Ödüller 1 Oscar Kazandı. Diğer 22 ödül & 16 adaylık.
Çığlık ve Fısıltılar, hayatının son günlerini yaşayan Agnes’in hayatından kesitleri ele alıyor. Kanser teşhisi konulması ile birlikte kalan ömrünün çok az olduğunu öğrenen Agnes, haberi kız kardeşlerine vererek yanına gelmelerini ister. Yaşam mücadelesi veren kardeşleri onun tek kalmaması ve mutlu olması için yan yana gelirler ancak planladıklarının tersine bir duruma neden olurlar. Maria, Karin ve Agnes’ten oluşan üç kız kardeş, Agnes’in son zamanlarını iyi değerlendirmesini sağlamak yerine, kıskançlıkları ve hırsları ile kardeşlerini yaralarlar. Tek başına kalan Agnes geçmiş anılarına tutunmaya çalışır.
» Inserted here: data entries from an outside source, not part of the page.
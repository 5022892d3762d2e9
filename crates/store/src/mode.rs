//! Durability and write-ordering modes
//!
//! Controls when structural writes reach stable storage and in which order
//! an append touches the header and the packet bytes.

use serde::{Deserialize, Serialize};

/// When writes are forced to disk.
///
/// | Mode | flush | fsync |
/// |------|-------|-------|
/// | Buffered | Every write | Never |
/// | Always | Every write | Every write |
#[derive(Debug, Clone, Copy, PartialEq, Eq, Default, Serialize, Deserialize)]
#[serde(rename_all = "snake_case")]
pub enum DurabilityMode {
    /// Flush to the OS after every write; leave syncing to the OS.
    ///
    /// A process crash loses nothing, a power failure may.
    #[default]
    Buffered,

    /// `sync_data` after every header and packet write.
    ///
    /// Each append costs two syncs.
    Always,
}

impl DurabilityMode {
    /// Whether every write must be followed by an fsync
    pub fn requires_immediate_fsync(&self) -> bool {
        matches!(self, DurabilityMode::Always)
    }

    /// Human-readable description of the mode
    pub fn description(&self) -> &'static str {
        match self {
            DurabilityMode::Buffered => "Buffered (flush only)",
            DurabilityMode::Always => "Always sync (safest, slowest)",
        }
    }
}

/// Order of the two writes that make up an append.
///
/// Neither order is atomic. They differ in what a crash between the writes
/// leaves behind:
///
/// | Order | Crash leaves | Surfaces as |
/// |-------|--------------|-------------|
/// | HeaderFirst | count one higher than the records present | `Truncated` on the last index |
/// | PacketFirst | an orphaned record past `count` | `VerifyReport::orphaned_records` |
///
/// Reads never look past `count`, so an orphan stays invisible. A
/// `PacketFirst` append writes at the end of the counted records and cuts off
/// anything beyond them first; a `HeaderFirst` append always writes at end of
/// file.
#[derive(Debug, Clone, Copy, PartialEq, Eq, Default, Serialize, Deserialize)]
#[serde(rename_all = "snake_case")]
pub enum AppendOrder {
    /// Rewrite the header, then write the packet
    #[default]
    HeaderFirst,
    /// Write the packet, then rewrite the header
    PacketFirst,
}

#[cfg(test)]
mod tests {
    use super::*;

    #[test]
    fn test_defaults() {
        assert_eq!(DurabilityMode::default(), DurabilityMode::Buffered);
        assert_eq!(AppendOrder::default(), AppendOrder::HeaderFirst);
    }

    #[test]
    fn test_requires_immediate_fsync() {
        assert!(DurabilityMode::Always.requires_immediate_fsync());
        assert!(!DurabilityMode::Buffered.requires_immediate_fsync());
    }

    #[test]
    fn test_description() {
        assert!(DurabilityMode::Always.description().contains("Always"));
        assert!(DurabilityMode::Buffered.description().contains("Buffered"));
    }
}
//! Corruption and crash simulation tests
//!
//! These tests damage files on disk and check how the store reports it:
//! - Bad magic is rejected before anything else is read
//! - A short last record is reported as truncated by every reader
//! - `read_all` never hands back a partial list
//! - Interrupted appends in either order are visible to `verify`

use pktfile_format::{CodecError, Endian, Header, Packet, HEADER_SIZE, PACKET_PREFIX_SIZE};
use pktfile_store::{AppendOrder, FileStore, StoreConfig, StoreError};
use std::fs::OpenOptions;
use std::io::{Seek, SeekFrom, Write};
use std::path::Path;
use tempfile::TempDir;

fn write_file(path: &Path, packets: &[Packet]) {
    let mut store = FileStore::create(path).unwrap();
    for packet in packets {
        store.append(packet).unwrap();
    }
    store.close().unwrap();
}

fn three_packets() -> Vec<Packet> {
    vec![
        Packet::with_data(1, 10, vec![0xAA; 5]),
        Packet::with_data(2, 20, vec![0xBB; 6]),
        Packet::with_data(3, 30, vec![0xCC; 7]),
    ]
}

fn shrink(path: &Path, by: u64) {
    let file = OpenOptions::new().write(true).open(path).unwrap();
    let len = file.metadata().unwrap().len();
    file.set_len(len - by).unwrap();
}

fn patch(path: &Path, offset: u64, bytes: &[u8]) {
    let mut file = OpenOptions::new().write(true).open(path).unwrap();
    file.seek(SeekFrom::Start(offset)).unwrap();
    file.write_all(bytes).unwrap();
    file.sync_all().unwrap();
}

#[test]
fn test_bad_magic_rejected_everywhere() {
    let temp_dir = TempDir::new().unwrap();
    let path = temp_dir.path().join("magic.pkt");
    write_file(&path, &three_packets());
    patch(&path, 0, b"JUNK");

    let mut store = FileStore::open(&path).unwrap();
    assert!(store.read_header().unwrap_err().is_bad_magic());
    assert!(store.read_at(0).unwrap_err().is_bad_magic());
    assert!(store.read_all().unwrap_err().is_bad_magic());
    assert!(store
        .append(&Packet::new(1).unwrap())
        .unwrap_err()
        .is_bad_magic());
    assert!(store.verify().unwrap_err().is_bad_magic());
}

#[test]
fn test_bad_magic_regardless_of_other_fields() {
    let temp_dir = TempDir::new().unwrap();
    let path = temp_dir.path().join("fields.pkt");

    for count in [0u32, 1, u32::MAX] {
        let mut header = Header::new();
        header.count = count;
        let mut bytes = header.to_bytes();
        bytes[3] = 0x01; // "PKT\x01"
        std::fs::write(&path, bytes).unwrap();

        let mut store = FileStore::open(&path).unwrap();
        let err = store.read_header().unwrap_err();
        assert!(matches!(
            err,
            StoreError::Codec(CodecError::BadMagic { found: 0x504B_5401 })
        ));
    }
}

#[test]
fn test_truncated_last_packet() {
    let temp_dir = TempDir::new().unwrap();
    let path = temp_dir.path().join("trunc.pkt");
    write_file(&path, &three_packets());
    shrink(&path, 2);

    let mut store = FileStore::open(&path).unwrap();
    assert_eq!(store.read_at(0).unwrap(), three_packets()[0]);
    assert_eq!(store.read_at(1).unwrap(), three_packets()[1]);

    let err = store.read_at(2).unwrap_err();
    assert!(matches!(
        err,
        StoreError::Codec(CodecError::Truncated {
            index: Some(2),
            expected: 7,
            actual: 5
        })
    ));

    let err = store.read_all().unwrap_err();
    assert!(err.is_truncated());
}

#[test]
fn test_truncated_inside_prefix() {
    let temp_dir = TempDir::new().unwrap();
    let path = temp_dir.path().join("prefix.pkt");
    write_file(&path, &three_packets());
    // Leave 4 bytes of the last prefix
    shrink(&path, 7 + PACKET_PREFIX_SIZE as u64 - 4);

    let mut store = FileStore::open(&path).unwrap();
    let err = store.read_at(2).unwrap_err();
    assert!(matches!(
        err,
        StoreError::Codec(CodecError::Truncated {
            index: Some(2),
            expected: 14,
            actual: 4
        })
    ));
    assert!(store.read_all().unwrap_err().is_truncated());
}

#[test]
fn test_corrupt_length_in_middle_record() {
    let temp_dir = TempDir::new().unwrap();
    let path = temp_dir.path().join("length.pkt");
    write_file(&path, &three_packets());

    // Length field of packet 1 sits after header + packet 0 + type + timestamp
    let offset = HEADER_SIZE as u64 + (PACKET_PREFIX_SIZE as u64 + 5) + 10;
    patch(&path, offset, &Endian::native().normalize32(u32::MAX).to_ne_bytes());

    let mut store = FileStore::open(&path).unwrap();
    assert_eq!(store.read_at(0).unwrap(), three_packets()[0]);

    // Reaching packet 2 has to walk past the damaged length
    let err = store.read_at(2).unwrap_err();
    assert!(matches!(
        err,
        StoreError::Codec(CodecError::Truncated { index: Some(1), .. })
    ));
    assert!(store.read_all().unwrap_err().is_truncated());
}

#[test]
fn test_corrupt_length_rejected_by_bound() {
    let temp_dir = TempDir::new().unwrap();
    let path = temp_dir.path().join("bound.pkt");
    write_file(&path, &three_packets());

    let offset = HEADER_SIZE as u64 + 10;
    patch(&path, offset, &Endian::native().normalize32(1 << 30).to_ne_bytes());

    let config = StoreConfig::new().with_max_packet_len(1024);
    let mut store = FileStore::open_with_config(&path, config).unwrap();
    let err = store.read_at(0).unwrap_err();
    assert!(matches!(
        err,
        StoreError::Codec(CodecError::PacketTooLarge { max: 1024, .. })
    ));
}

#[test]
fn test_header_first_crash_overstates_count() {
    let temp_dir = TempDir::new().unwrap();
    let path = temp_dir.path().join("hf.pkt");
    let packets = three_packets();
    write_file(&path, &packets);

    // Header rewritten with count 4, packet bytes never landed
    let mut header = Header::new();
    header.count = 4;
    patch(&path, 0, &header.to_bytes());

    let mut store = FileStore::open(&path).unwrap();
    for (i, packet) in packets.iter().enumerate() {
        assert_eq!(&store.read_at(i as u64).unwrap(), packet);
    }
    let err = store.read_at(3).unwrap_err();
    assert!(matches!(
        err,
        StoreError::Codec(CodecError::Truncated {
            index: Some(3),
            actual: 0,
            ..
        })
    ));
    assert!(store.read_all().unwrap_err().is_truncated());

    let report = store.verify().unwrap();
    assert_eq!(report.count, 4);
    assert_eq!(report.records_found, 3);
    assert_eq!(report.missing_records(), 1);
    assert_eq!(report.trailing_bytes(), 0);
    assert!(!report.is_consistent());
}

#[test]
fn test_packet_first_crash_leaves_orphan() {
    let temp_dir = TempDir::new().unwrap();
    let path = temp_dir.path().join("pf.pkt");
    let packets = three_packets();
    write_file(&path, &packets[..2]);

    // Packet bytes landed, header count never bumped
    let image = packets[2].encode(Endian::native()).unwrap();
    let mut file = OpenOptions::new().append(true).open(&path).unwrap();
    file.write_all(&image).unwrap();
    drop(file);

    let config = StoreConfig::new().with_append_order(AppendOrder::PacketFirst);
    let mut store = FileStore::open_with_config(&path, config).unwrap();
    assert_eq!(store.read_all().unwrap(), packets[..2].to_vec());
    assert!(store.read_at(2).unwrap_err().is_not_found());

    let report = store.verify().unwrap();
    assert_eq!(report.count, 2);
    assert_eq!(report.records_found, 3);
    assert_eq!(report.orphaned_records(), 1);
    assert!(!report.is_consistent());
}

#[test]
fn test_packet_first_append_replaces_orphan() {
    let temp_dir = TempDir::new().unwrap();
    let path = temp_dir.path().join("pf_next.pkt");
    let config = StoreConfig::new().with_append_order(AppendOrder::PacketFirst);

    let first = Packet::with_data(1, 1, vec![1]);
    let mut store = FileStore::create_with_config(&path, config.clone()).unwrap();
    store.append(&first).unwrap();
    store.close().unwrap();

    let orphan = Packet::with_data(9, 9, vec![9, 9]);
    let mut file = OpenOptions::new().append(true).open(&path).unwrap();
    file.write_all(&orphan.encode(Endian::native()).unwrap()).unwrap();
    drop(file);

    let next = Packet::with_data(2, 2, vec![2, 2, 2]);
    let mut store = FileStore::open_with_config(&path, config).unwrap();
    let index = store.append(&next).unwrap();
    assert_eq!(index, 1);
    assert_eq!(store.read_at(index).unwrap(), next);
    assert_eq!(store.read_all().unwrap(), vec![first.clone(), next.clone()]);

    let report = store.verify().unwrap();
    assert!(report.is_consistent(), "{:?}", report);
    assert_eq!(
        std::fs::metadata(&path).unwrap().len(),
        HEADER_SIZE as u64 + first.encoded_len() + next.encoded_len()
    );
}

#[test]
fn test_strict_append_drops_partial_tail_with_index() {
    let temp_dir = TempDir::new().unwrap();
    let path = temp_dir.path().join("strict.pkt");
    let packets = three_packets();

    let mut store = FileStore::create_with_config(&path, StoreConfig::strict()).unwrap();
    store.append(&packets[0]).unwrap();
    store.append(&packets[1]).unwrap();

    // Half a record lands behind the open store's back
    let image = packets[2].encode(Endian::native()).unwrap();
    let mut file = OpenOptions::new().append(true).open(&path).unwrap();
    file.write_all(&image[..PACKET_PREFIX_SIZE + 2]).unwrap();
    drop(file);

    let index = store.append(&packets[2]).unwrap();
    assert_eq!(index, 2);
    assert_eq!(store.read_at(2).unwrap(), packets[2]);
    assert_eq!(store.read_all().unwrap(), packets);
    assert_eq!(store.verify().unwrap().trailing_bytes(), 0);
}

#[test]
fn test_packet_first_append_refuses_overstated_count() {
    let temp_dir = TempDir::new().unwrap();
    let path = temp_dir.path().join("pf_over.pkt");
    write_file(&path, &three_packets());

    let mut header = Header::new();
    header.count = 4;
    patch(&path, 0, &header.to_bytes());
    let len_before = std::fs::metadata(&path).unwrap().len();

    let config = StoreConfig::new().with_append_order(AppendOrder::PacketFirst);
    let mut store = FileStore::open_with_config(&path, config).unwrap();
    let err = store.append(&Packet::with_data(4, 4, vec![4])).unwrap_err();
    assert!(err.is_truncated());
    assert_eq!(store.len().unwrap(), 4);
    assert_eq!(std::fs::metadata(&path).unwrap().len(), len_before);
}

#[test]
fn test_partial_tail_reported_as_trailing_bytes() {
    let temp_dir = TempDir::new().unwrap();
    let path = temp_dir.path().join("tail.pkt");
    write_file(&path, &three_packets());

    let mut file = OpenOptions::new().append(true).open(&path).unwrap();
    file.write_all(&[0xFF; 9]).unwrap();
    drop(file);

    let mut store = FileStore::open(&path).unwrap();
    assert_eq!(store.read_all().unwrap(), three_packets());

    let report = store.verify().unwrap();
    assert_eq!(report.records_found, 3);
    assert_eq!(report.trailing_bytes(), 9);
}

#[test]
fn test_empty_file_has_no_header() {
    let temp_dir = TempDir::new().unwrap();
    let path = temp_dir.path().join("empty.pkt");
    std::fs::write(&path, b"").unwrap();

    let mut store = FileStore::open(&path).unwrap();
    let err = store.read_all().unwrap_err();
    assert!(matches!(
        err,
        StoreError::Codec(CodecError::HeaderTooShort { actual: 0 })
    ));
}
Kült filmlerden 720p görüntü kalitesiyle Cries and Whispers izle yebilirsiniz.
sessizliğin özel bir dile dönüştüğü bergman filmi.
mazideki ya da gün içinde yaşanan bir hayal kırıklığı ya da travmatik bir durum karşısında beliren suskunlukların, dil yitimlerinin, fısıltıya dönüşen içsel çığlıkların, söz gelimi bir beckett romanındaki bilinçli boşlukların, üç noktaların muadili olduğunu öne sürmek abartı olmayacaktır. üç kız kardeş ve hizmetçileri anna, bu tarz travmatik, yaralayıcı durumlar karşısında içlerine kapanırlar. artık dil ya da iletişim kanallarının bir önemi kalmamıştır çünkü. bazen susmak da gerekir, vardır böyle anlar. kırmızı çerçeve içinde, portrelerinin yarısı kısmen karanlıkta kalmıştır. yönetmen, nüfuz edemediği alanlar (örneğin bilinçdışı) olduğunu itiraf eder adeta.
işte o sessizlik ve içe kapanış anlarında esrarengiz fısıltılar duyulur, ama kimin ne söylediği anlaşılmaz. bu fısıltılar, o an içinde yakın planda portresi gösterilen kadın figürün bilinçakışını mı yansıtmaktadır? tek bir kişiye ait bir ses midir bu, yoksa birkaç kişinin konuşması üst üste mi binmektedir? belirsizdir. öyleyse bu belirsizlikleri, boşlukları doldurmak seyirciye düşecektir. bergman açıkça filmi yazıp kurgulaması için seyirciyi telkin eder; tıpkı boşluklar ve üç noktalarla okuyucunun metni doldurmasını öğütleyen beckett gibi.
sessizliğin özel bir dile dönüştüğü bergman filmi.
mazideki ya da gün içinde yaşanan bir hayal kırıklığı ya da travmatik bir durum karşısında beliren suskunlukların, dil yitimlerinin, fısıltıya dönüşen içsel çığlıkların, söz gelimi bir beckett romanındaki bilinçli boşlukların, üç noktaların muadili olduğunu öne sürmek abartı olmayacaktır. üç kız kardeş ve hizmetçileri anna, bu tarz travmatik, yaralayıcı durumlar karşısında içlerine kapanırlar. artık dil ya da iletişim kanallarının bir önemi kalmamıştır çünkü. bazen susmak da gerekir, vardır böyle anlar. kırmızı çerçeve içinde, portrelerinin yarısı kısmen karanlıkta kalmıştır. yönetmen, nüfuz edemediği alanlar (örneğin bilinçdışı) olduğunu itiraf eder adeta.
işte o sessizlik ve içe kapanış anlarında esrarengiz fısıltılar duyulur, ama kimin ne söylediği anlaşılmaz. bu fısıltılar, o an içinde yakın planda portresi gösterilen kadın figürün bilinçakışını mı yansıtmaktadır? tek bir kişiye ait bir ses midir bu, yoksa birkaç kişinin konuşması üst üste mi binmektedir? belirsizdir. öyleyse bu belirsizlikleri, boşlukları doldurmak seyirciye düşecektir. bergman açıkça filmi yazıp kurgulaması için seyirciyi telkin eder; tıpkı boşluklar ve üç noktalarla okuyucunun metni doldurmasını öğütleyen beckett gibi.